As one of the most common types of health-related conditions in the UK, arthritis can quickly affect someone’s quality of life.
However, by staying active and looking after your joints later in life, there are many ways to prevent the onset of arthritis as we get older and measures that we can implement at home to improve our chances of remaining mobile.
What are the warning signs of arthritis?
Arthritis is a common problem that affects people all over the country. People tend to want to know what’s wrong when they experience joint swelling, stiffness, joint pain but also unexplained fatigue and a general sense of onset illness.
These symptoms should prompt you to consult a doctor and carry out an examination.
How is arthritis medically diagnosed?
A diagnosis is the first step towards improving arthritis. Health care providers will generally take a physical examination and ask you about your symptoms. Depending on the evaluation you’re looking for, you might opt to see a GP, a rheumatologist or an orthopaedic specialist.
The health evaluation
The evaluation should begin with a series of questions. These might include asking when the symptoms started, what’s the level of pain, when stiffness occurs and what currently relieves the pain.
You will be asked about your current, recent and past medical histories, such as whether your job requires long hours of standing or sitting, habits such as smoking, diet, sleep, and exercise.
You will also be asked about your family medical history, and whether any member suffers from any type of arthritis or rheumatoid arthritis – as this could play a role.
The physical examination
Doctors will need to physically examine your joints and will look for signs of swelling, stiffness or redness. If more than one joint is affected, they will count them and check whether there are any symmetrical patterns on both sides of the body. They will feel the joint for warmth or fluid, moving them back and forth to see the range of motion.

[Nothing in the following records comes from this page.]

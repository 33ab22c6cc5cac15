use crate::core::smoother::{SmootherConfig, SmoothingFilter};
use crate::models::pose::PoseConfig;
use serde::{Deserialize, Serialize};
use std::path::{Path, PathBuf};

/// Motion capture configuration
#[derive(Debug, Clone, Serialize, Deserialize, PartialEq)]
#[serde(default)]
pub struct MocapConfig {
    /// Minimum pose score to start a detection after a gap (0.0-1.0)
    pub min_detection_confidence: f32,
    /// Minimum pose score to keep tracking (0.0-1.0)
    pub min_tracking_confidence: f32,
    /// Smoothing window in frames, odd and at least 1
    pub smoothing_window: usize,
    /// Smoothing filter: exponential (causal) or savitzky_golay (centered)
    pub smoothing_filter: SmoothingFilter,
    /// Also smooth landmark visibility
    pub smooth_confidence: bool,
    /// Longest gap (in frames) filled by interpolation
    pub max_gap_frames: usize,
    /// Skeleton units per normalized landmark unit for root translation
    pub unit_scale: f64,
    /// Frames submitted to the estimator concurrently
    pub max_frames_in_flight: usize,
    /// Skeleton definition file; the bundled reference skeleton when unset
    pub skeleton_path: Option<PathBuf>,
    /// Where estimator models are cached
    pub model_cache_dir: PathBuf,
}

impl Default for MocapConfig {
    fn default() -> Self {
        let home = std::env::var("HOME")
            .or_else(|_| std::env::var("USERPROFILE"))
            .unwrap_or_else(|_| ".".to_string());

        let mut model_cache_dir = PathBuf::from(home);
        model_cache_dir.push(".mocap");
        model_cache_dir.push("models");

        Self {
            min_detection_confidence: 0.5,
            min_tracking_confidence: 0.5,
            smoothing_window: 3,
            smoothing_filter: SmoothingFilter::Exponential,
            smooth_confidence: false,
            max_gap_frames: 5,
            unit_scale: 1.0,
            max_frames_in_flight: 4,
            skeleton_path: None,
            model_cache_dir,
        }
    }
}

impl MocapConfig {
    /// Load configuration from the default location, creating it with defaults if missing
    pub fn load() -> Result<Self, Box<dyn std::error::Error>> {
        let config_path = Self::get_config_path()?;

        if config_path.exists() {
            Self::load_from(&config_path)
        } else {
            let config = Self::default();
            config.save_to(&config_path)?;
            Ok(config)
        }
    }

    /// Load and validate configuration from a specific file
    pub fn load_from(path: &Path) -> Result<Self, Box<dyn std::error::Error>> {
        let contents = std::fs::read_to_string(path)?;
        let config: MocapConfig = serde_json::from_str(&contents)?;
        config.validate()?;
        Ok(config)
    }

    /// Save configuration to the default location
    pub fn save(&self) -> Result<(), Box<dyn std::error::Error>> {
        self.save_to(&Self::get_config_path()?)
    }

    pub fn save_to(&self, path: &Path) -> Result<(), Box<dyn std::error::Error>> {
        self.validate()?;

        if let Some(parent) = path.parent() {
            std::fs::create_dir_all(parent)?;
        }

        let contents = serde_json::to_string_pretty(self)?;
        std::fs::write(path, contents)?;

        Ok(())
    }

    /// Validate configuration values
    pub fn validate(&self) -> Result<(), Box<dyn std::error::Error>> {
        if !(0.0..=1.0).contains(&self.min_detection_confidence) {
            return Err(format!(
                "Invalid detection confidence: {}. Must be between 0.0 and 1.0",
                self.min_detection_confidence
            )
            .into());
        }

        if !(0.0..=1.0).contains(&self.min_tracking_confidence) {
            return Err(format!(
                "Invalid tracking confidence: {}. Must be between 0.0 and 1.0",
                self.min_tracking_confidence
            )
            .into());
        }

        // Centered filters need a middle sample
        if self.smoothing_window == 0 || self.smoothing_window % 2 == 0 {
            return Err(format!(
                "Invalid smoothing window: {}. Must be an odd number of at least 1",
                self.smoothing_window
            )
            .into());
        }

        if !(self.unit_scale.is_finite() && self.unit_scale > 0.0) {
            return Err(format!(
                "Invalid unit scale: {}. Must be a positive number",
                self.unit_scale
            )
            .into());
        }

        if self.max_frames_in_flight == 0 || self.max_frames_in_flight > 64 {
            return Err(format!(
                "Invalid frames in flight: {}. Must be between 1 and 64",
                self.max_frames_in_flight
            )
            .into());
        }

        Ok(())
    }

    /// Reset to default configuration
    pub fn reset() -> Result<Self, Box<dyn std::error::Error>> {
        Self::reset_at(&Self::get_config_path()?)
    }

    /// Overwrite the file at `path` with the defaults
    pub fn reset_at(path: &Path) -> Result<Self, Box<dyn std::error::Error>> {
        let config = Self::default();
        config.save_to(path)?;
        Ok(config)
    }

    pub fn pose_config(&self) -> PoseConfig {
        PoseConfig {
            min_detection_confidence: self.min_detection_confidence,
            min_tracking_confidence: self.min_tracking_confidence,
            ..PoseConfig::default()
        }
    }

    pub fn smoother_config(&self) -> SmootherConfig {
        SmootherConfig {
            window: self.smoothing_window,
            filter: self.smoothing_filter,
            smooth_confidence: self.smooth_confidence,
            max_gap_frames: self.max_gap_frames,
        }
    }

    /// Get the configuration file path
    fn get_config_path() -> Result<PathBuf, Box<dyn std::error::Error>> {
        let home = std::env::var("HOME")
            .or_else(|_| std::env::var("USERPROFILE"))
            .map_err(|_| "Could not determine home directory")?;

        let mut path = PathBuf::from(home);
        path.push(".mocap");
        path.push("config");
        path.push("settings.json");

        Ok(path)
    }
}

#[cfg(test)]
mod tests {
    use super::*;

    #[test]
    fn test_default_config() {
        let config = MocapConfig::default();
        assert_eq!(config.min_detection_confidence, 0.5);
        assert_eq!(config.min_tracking_confidence, 0.5);
        assert_eq!(config.smoothing_window, 3);
        assert_eq!(config.smoothing_filter, SmoothingFilter::Exponential);
        assert_eq!(config.max_gap_frames, 5);
        assert_eq!(config.unit_scale, 1.0);
        assert_eq!(config.max_frames_in_flight, 4);
        assert!(config.skeleton_path.is_none());
        assert!(config.validate().is_ok());
    }

    #[test]
    fn test_config_validation() {
        let mut config = MocapConfig::default();

        config.min_detection_confidence = 1.5;
        assert!(config.validate().is_err());
        config.min_detection_confidence = 0.5;

        config.smoothing_window = 4;
        assert!(config.validate().is_err());
        config.smoothing_window = 0;
        assert!(config.validate().is_err());
        config.smoothing_window = 1;
        assert!(config.validate().is_ok());

        config.unit_scale = 0.0;
        assert!(config.validate().is_err());
        config.unit_scale = f64::NAN;
        assert!(config.validate().is_err());
        config.unit_scale = 100.0;

        config.max_frames_in_flight = 0;
        assert!(config.validate().is_err());
    }

    #[test]
    fn test_config_save_and_load() {
        let dir = tempfile::tempdir().unwrap();
        let path = dir.path().join("config").join("settings.json");

        let mut config = MocapConfig::default();
        config.max_gap_frames = 8;
        config.smoothing_filter = SmoothingFilter::SavitzkyGolay;
        config.save_to(&path).unwrap();

        let loaded = MocapConfig::load_from(&path).unwrap();
        assert_eq!(loaded, config);
    }

    #[test]
    fn test_partial_config_uses_defaults() {
        let dir = tempfile::tempdir().unwrap();
        let path = dir.path().join("settings.json");
        std::fs::write(&path, r#"{ "unit_scale": 100.0 }"#).unwrap();

        let loaded = MocapConfig::load_from(&path).unwrap();
        assert_eq!(loaded.unit_scale, 100.0);
        assert_eq!(loaded.smoothing_window, 3);
    }

    #[test]
    fn test_reset_overwrites_saved_values() {
        let dir = tempfile::tempdir().unwrap();
        let path = dir.path().join("settings.json");

        let mut config = MocapConfig::default();
        config.max_gap_frames = 12;
        config.save_to(&path).unwrap();

        let reset = MocapConfig::reset_at(&path).unwrap();
        assert_eq!(reset, MocapConfig::default());
        assert_eq!(MocapConfig::load_from(&path).unwrap().max_gap_frames, 5);
    }

    #[test]
    fn test_invalid_file_is_rejected() {
        let dir = tempfile::tempdir().unwrap();
        let path = dir.path().join("settings.json");
        std::fs::write(&path, r#"{ "smoothing_window": 2 }"#).unwrap();
        assert!(MocapConfig::load_from(&path).is_err());
    }
}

The doctor will then take the steps for a standard examination, including a temperature reading, a check for swollen glands, a reflex check and a look into the eyes and throat.
How long does it take to know the results?
Depending on the findings, they may need to use blood tests and an X-ray examination or imaging test to distinguish the type of arthritis that somebody has – as they differ from one to the next. For example, people with rheumatoid arthritis have particular antibodies in their blood and that needs to be identified, and osteoarthritis reveals a loss of bone and cartilage.
First, the doctor will eliminate possible problems besides arthritis. With more than 100 types of the condition, it is not always a straightforward process of diagnosis. It is also common that arthritic symptoms come and go intermittently.
If the diagnosis is not clear, but it is clear that there is some kind of inflammatory arthritis at work, doctors may prescribe treatment to bring down the inflammation. It is better to treat it sooner rather than later.
What options are there available for somebody who has arthritis?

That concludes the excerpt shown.